Among the entries that follow, find every line with the word "Invalid" and copy it.

+++ EXTRACTED INFORMATION +++

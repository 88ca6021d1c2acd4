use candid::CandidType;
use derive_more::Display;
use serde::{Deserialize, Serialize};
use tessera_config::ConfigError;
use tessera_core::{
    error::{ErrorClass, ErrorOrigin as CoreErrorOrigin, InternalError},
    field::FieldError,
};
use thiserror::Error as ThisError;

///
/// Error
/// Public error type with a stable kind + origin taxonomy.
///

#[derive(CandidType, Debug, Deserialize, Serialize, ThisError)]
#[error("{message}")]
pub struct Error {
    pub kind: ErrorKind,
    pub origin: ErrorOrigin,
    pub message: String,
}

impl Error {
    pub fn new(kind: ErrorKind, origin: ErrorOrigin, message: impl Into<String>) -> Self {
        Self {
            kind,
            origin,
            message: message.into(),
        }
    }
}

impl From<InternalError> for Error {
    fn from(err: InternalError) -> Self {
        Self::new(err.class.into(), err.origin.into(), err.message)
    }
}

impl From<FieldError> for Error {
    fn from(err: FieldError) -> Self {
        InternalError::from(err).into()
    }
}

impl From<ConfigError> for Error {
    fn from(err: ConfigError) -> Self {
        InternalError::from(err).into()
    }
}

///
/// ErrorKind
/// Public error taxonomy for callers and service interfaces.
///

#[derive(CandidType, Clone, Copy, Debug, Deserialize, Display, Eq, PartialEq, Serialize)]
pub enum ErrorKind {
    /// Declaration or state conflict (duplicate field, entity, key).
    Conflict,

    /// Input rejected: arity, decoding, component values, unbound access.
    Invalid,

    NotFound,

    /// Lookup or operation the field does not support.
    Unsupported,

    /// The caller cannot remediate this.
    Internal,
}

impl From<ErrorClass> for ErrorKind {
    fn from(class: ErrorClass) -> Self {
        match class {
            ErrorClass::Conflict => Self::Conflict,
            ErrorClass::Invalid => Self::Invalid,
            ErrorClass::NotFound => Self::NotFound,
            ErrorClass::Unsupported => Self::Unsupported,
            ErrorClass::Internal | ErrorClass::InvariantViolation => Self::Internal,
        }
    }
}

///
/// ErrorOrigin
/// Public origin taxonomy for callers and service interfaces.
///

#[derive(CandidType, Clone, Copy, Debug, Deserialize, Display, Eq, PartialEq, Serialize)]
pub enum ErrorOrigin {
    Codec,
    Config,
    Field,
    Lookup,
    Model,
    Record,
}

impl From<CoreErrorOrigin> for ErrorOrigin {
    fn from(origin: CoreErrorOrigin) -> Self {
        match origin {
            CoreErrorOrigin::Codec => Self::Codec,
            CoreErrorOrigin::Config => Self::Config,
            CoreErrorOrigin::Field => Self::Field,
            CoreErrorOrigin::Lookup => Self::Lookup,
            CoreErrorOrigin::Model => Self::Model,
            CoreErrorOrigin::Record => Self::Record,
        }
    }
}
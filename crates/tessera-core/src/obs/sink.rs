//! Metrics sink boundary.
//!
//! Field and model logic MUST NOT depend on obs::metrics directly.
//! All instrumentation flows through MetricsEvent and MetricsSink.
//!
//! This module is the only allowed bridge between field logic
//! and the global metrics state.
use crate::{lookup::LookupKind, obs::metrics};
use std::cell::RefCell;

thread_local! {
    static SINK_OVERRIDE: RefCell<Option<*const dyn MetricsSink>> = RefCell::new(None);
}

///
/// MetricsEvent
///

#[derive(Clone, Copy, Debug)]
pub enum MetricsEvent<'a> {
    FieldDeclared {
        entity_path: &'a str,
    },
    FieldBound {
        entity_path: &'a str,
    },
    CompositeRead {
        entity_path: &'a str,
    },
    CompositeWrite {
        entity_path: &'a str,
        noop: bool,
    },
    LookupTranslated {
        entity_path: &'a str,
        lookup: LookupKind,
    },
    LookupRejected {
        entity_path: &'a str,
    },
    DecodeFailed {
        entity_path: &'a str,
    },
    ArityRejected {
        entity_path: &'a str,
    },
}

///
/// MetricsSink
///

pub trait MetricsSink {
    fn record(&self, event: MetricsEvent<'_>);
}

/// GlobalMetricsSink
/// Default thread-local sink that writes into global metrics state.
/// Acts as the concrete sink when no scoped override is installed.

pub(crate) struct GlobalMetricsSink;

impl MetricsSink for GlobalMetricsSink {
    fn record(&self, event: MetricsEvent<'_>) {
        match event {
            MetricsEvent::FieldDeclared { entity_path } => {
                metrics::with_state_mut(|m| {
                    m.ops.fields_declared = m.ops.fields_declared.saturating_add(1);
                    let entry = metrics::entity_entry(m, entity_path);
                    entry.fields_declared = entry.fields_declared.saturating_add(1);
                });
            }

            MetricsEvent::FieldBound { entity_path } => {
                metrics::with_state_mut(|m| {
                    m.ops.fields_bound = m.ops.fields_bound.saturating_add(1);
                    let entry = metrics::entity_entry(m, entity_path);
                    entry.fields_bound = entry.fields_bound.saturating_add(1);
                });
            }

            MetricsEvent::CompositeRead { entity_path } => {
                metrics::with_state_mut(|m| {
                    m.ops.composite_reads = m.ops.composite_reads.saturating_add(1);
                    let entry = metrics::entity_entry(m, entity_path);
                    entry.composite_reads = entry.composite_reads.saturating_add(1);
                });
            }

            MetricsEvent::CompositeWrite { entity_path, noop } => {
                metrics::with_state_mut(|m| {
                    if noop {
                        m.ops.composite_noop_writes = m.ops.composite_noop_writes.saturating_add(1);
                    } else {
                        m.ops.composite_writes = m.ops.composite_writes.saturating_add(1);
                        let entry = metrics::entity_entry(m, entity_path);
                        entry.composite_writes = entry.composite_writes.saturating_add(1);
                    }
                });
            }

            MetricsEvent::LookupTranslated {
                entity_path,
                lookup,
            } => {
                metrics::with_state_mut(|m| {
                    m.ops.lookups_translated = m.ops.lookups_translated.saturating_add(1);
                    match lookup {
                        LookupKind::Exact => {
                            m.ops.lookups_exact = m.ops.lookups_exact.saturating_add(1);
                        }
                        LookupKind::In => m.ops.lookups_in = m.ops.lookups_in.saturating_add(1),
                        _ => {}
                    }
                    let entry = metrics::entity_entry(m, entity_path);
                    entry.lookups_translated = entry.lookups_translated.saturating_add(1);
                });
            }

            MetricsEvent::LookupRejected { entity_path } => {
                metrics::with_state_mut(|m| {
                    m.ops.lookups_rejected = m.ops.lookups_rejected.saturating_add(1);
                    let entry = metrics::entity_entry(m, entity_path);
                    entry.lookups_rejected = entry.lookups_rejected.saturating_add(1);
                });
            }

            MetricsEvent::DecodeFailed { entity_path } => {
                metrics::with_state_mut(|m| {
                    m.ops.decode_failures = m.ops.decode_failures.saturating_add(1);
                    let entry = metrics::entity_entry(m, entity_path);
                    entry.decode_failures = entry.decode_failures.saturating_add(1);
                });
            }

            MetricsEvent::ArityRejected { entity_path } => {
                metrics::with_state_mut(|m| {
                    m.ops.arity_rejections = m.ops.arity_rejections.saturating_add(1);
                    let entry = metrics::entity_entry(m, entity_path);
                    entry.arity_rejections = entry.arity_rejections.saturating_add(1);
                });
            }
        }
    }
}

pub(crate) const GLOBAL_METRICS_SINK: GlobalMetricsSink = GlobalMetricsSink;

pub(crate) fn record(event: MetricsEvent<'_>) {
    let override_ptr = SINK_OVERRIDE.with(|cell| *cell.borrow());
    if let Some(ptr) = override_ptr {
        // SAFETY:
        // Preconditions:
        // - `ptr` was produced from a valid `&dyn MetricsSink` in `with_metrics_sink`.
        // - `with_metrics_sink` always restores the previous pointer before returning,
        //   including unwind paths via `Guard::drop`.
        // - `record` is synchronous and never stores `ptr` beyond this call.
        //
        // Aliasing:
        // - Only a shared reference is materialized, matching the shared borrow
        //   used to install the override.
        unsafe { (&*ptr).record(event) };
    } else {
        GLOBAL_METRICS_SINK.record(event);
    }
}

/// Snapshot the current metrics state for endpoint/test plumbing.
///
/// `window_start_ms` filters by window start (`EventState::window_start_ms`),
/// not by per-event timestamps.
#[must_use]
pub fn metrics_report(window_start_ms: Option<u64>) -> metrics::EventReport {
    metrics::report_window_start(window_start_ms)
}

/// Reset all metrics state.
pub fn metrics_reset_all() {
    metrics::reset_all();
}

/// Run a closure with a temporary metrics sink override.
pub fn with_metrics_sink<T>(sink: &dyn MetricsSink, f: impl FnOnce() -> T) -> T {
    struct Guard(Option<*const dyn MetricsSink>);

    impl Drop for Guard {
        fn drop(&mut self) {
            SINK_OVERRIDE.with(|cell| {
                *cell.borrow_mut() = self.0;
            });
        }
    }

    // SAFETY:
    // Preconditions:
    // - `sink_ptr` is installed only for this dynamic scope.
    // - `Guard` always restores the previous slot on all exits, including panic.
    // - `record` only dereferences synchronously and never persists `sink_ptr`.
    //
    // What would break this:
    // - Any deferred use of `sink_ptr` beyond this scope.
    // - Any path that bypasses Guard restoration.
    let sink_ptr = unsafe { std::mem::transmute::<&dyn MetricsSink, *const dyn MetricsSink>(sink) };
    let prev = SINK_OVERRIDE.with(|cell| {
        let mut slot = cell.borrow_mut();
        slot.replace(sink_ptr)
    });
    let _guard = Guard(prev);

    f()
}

+++

## COMPLETED EXERCISE
    Invalid,
            ErrorClass::Invalid => Self::Invalid,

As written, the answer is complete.